Activity: Please report how many lines of the following entries hold the word "CoordinatorConfig", giving the number alone.

_ _ _ _ _

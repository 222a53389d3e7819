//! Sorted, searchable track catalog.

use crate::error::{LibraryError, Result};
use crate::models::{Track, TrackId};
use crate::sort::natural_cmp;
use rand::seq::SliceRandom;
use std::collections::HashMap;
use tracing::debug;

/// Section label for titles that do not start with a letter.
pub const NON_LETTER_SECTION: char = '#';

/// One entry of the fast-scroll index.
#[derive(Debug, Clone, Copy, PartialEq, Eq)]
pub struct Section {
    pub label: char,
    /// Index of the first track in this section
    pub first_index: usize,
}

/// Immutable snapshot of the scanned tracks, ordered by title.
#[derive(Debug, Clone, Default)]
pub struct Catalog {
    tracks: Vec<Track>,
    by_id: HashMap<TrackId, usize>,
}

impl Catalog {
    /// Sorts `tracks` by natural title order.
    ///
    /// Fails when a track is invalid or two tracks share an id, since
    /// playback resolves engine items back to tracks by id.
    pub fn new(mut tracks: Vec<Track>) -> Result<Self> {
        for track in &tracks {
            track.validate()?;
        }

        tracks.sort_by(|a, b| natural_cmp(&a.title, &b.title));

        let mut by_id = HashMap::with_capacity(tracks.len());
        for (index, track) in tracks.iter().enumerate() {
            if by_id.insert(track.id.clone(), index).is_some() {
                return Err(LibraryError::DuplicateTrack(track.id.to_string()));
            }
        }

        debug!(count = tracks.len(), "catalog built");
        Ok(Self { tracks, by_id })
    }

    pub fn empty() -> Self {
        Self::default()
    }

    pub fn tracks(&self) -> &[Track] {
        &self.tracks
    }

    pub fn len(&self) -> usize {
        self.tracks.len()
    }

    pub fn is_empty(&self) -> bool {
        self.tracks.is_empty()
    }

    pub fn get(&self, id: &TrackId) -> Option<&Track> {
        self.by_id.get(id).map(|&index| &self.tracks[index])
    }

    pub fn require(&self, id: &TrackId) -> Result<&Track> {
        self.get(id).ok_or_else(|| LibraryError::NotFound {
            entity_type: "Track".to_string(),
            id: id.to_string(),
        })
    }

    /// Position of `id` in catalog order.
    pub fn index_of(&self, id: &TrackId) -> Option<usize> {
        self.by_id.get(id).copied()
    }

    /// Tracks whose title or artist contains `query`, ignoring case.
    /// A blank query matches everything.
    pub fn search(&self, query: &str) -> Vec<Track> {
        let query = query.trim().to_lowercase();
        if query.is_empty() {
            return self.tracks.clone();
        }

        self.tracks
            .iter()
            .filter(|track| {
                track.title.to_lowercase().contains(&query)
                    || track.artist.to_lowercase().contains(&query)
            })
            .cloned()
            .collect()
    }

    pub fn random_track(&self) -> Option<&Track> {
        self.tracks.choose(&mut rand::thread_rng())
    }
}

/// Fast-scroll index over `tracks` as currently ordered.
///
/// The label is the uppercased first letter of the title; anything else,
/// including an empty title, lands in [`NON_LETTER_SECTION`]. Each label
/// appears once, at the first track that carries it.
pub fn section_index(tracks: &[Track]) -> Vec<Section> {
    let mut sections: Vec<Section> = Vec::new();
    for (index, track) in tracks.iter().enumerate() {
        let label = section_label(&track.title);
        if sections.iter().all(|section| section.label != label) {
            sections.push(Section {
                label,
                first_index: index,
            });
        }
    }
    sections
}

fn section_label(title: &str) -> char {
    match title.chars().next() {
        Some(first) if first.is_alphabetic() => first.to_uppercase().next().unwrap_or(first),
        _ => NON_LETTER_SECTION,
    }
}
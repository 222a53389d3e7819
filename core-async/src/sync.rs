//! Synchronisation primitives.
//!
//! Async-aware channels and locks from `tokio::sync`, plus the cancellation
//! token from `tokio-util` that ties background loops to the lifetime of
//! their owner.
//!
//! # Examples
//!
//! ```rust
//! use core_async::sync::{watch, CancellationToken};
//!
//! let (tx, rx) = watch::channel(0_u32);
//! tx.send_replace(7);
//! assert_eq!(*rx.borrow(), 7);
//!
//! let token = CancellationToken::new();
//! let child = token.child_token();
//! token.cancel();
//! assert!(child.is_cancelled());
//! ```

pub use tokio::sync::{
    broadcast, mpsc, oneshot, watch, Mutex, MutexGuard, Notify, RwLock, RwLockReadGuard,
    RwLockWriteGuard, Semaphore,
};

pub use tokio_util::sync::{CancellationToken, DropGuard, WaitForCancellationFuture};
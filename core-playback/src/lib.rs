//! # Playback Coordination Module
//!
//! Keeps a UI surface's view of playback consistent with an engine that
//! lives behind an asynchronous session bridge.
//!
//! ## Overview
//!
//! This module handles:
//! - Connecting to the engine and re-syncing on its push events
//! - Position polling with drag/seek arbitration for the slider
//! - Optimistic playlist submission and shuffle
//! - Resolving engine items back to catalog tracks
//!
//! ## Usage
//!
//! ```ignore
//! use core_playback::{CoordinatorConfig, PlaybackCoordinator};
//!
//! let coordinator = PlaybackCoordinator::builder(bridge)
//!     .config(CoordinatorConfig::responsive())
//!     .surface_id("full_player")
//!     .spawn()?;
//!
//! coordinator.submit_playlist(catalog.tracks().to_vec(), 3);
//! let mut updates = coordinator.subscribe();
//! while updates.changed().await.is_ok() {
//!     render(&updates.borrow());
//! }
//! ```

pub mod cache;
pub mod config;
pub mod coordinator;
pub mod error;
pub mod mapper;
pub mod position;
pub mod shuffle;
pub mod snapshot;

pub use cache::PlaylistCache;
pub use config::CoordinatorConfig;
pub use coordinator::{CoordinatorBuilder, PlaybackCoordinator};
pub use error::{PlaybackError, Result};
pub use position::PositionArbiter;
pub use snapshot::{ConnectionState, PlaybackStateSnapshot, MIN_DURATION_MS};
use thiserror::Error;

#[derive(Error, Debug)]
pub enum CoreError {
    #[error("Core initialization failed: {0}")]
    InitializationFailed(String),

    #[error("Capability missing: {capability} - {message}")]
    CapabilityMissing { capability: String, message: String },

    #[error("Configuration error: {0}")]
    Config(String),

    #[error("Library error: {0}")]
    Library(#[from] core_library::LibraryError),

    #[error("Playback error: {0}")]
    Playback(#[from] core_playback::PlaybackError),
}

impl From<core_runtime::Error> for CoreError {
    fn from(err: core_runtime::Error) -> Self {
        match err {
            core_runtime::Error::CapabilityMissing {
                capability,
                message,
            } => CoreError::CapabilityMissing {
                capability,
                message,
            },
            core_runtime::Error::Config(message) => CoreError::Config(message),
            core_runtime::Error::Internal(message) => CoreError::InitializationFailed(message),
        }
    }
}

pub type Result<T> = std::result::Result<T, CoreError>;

_ _ _ _ _

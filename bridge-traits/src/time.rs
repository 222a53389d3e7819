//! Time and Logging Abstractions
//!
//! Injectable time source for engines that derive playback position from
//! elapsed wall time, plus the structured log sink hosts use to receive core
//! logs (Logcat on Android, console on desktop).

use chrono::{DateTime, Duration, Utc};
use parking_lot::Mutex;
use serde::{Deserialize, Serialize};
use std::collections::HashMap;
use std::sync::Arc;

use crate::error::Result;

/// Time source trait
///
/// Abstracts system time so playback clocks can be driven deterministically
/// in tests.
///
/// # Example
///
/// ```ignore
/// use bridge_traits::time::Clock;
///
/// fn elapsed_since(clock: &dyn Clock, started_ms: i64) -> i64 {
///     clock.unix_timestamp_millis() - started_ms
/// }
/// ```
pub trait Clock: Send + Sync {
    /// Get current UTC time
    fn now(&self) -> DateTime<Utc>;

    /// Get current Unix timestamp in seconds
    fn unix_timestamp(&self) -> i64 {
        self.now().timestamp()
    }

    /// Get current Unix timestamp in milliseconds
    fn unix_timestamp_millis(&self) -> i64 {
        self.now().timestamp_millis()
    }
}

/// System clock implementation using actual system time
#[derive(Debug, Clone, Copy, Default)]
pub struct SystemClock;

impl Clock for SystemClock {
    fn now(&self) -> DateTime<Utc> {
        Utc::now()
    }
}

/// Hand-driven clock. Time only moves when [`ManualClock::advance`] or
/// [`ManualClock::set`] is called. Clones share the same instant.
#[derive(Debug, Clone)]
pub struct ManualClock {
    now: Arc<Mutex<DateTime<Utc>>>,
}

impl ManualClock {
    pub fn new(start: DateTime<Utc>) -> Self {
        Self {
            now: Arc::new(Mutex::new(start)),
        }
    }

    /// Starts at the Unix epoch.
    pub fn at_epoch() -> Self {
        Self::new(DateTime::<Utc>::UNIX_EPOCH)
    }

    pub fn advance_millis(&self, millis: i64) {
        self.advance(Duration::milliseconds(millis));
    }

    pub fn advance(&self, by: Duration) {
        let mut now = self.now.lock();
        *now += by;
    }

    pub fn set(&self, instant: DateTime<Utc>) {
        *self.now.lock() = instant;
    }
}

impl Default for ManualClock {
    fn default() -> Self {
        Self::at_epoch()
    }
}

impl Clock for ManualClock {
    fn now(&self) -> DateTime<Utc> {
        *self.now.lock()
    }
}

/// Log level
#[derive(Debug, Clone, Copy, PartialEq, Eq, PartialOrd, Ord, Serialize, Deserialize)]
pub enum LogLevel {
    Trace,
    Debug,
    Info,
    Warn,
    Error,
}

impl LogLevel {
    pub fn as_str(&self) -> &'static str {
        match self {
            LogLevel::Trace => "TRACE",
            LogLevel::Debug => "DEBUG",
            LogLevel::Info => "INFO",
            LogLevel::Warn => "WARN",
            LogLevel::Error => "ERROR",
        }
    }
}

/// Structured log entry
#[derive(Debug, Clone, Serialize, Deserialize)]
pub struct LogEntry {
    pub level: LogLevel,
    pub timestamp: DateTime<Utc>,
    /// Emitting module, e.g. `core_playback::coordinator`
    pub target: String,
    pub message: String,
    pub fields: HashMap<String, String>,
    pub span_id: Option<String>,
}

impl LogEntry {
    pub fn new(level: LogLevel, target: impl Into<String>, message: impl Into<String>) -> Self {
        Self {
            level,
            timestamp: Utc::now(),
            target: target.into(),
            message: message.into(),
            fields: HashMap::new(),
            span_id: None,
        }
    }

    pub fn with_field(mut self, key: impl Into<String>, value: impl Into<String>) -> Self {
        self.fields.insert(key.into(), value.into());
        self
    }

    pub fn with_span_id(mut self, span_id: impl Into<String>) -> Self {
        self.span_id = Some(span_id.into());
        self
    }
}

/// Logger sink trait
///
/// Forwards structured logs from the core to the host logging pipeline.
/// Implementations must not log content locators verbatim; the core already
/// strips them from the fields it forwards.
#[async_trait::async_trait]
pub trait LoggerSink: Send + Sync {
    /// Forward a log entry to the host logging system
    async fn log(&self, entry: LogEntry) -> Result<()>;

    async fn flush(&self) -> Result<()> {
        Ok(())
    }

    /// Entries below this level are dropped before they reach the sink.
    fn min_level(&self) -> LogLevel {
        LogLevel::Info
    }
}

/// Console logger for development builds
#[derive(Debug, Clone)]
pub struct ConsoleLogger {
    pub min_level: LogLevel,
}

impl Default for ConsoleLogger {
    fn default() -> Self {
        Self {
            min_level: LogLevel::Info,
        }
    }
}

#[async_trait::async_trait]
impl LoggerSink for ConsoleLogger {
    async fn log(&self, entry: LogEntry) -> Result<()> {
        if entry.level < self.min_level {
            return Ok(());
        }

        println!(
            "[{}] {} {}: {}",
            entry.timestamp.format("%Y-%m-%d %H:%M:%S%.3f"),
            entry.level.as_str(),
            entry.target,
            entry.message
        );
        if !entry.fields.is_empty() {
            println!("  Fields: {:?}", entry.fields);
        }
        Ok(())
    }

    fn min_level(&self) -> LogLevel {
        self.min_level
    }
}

_ _ _ _ _

Written solution: 3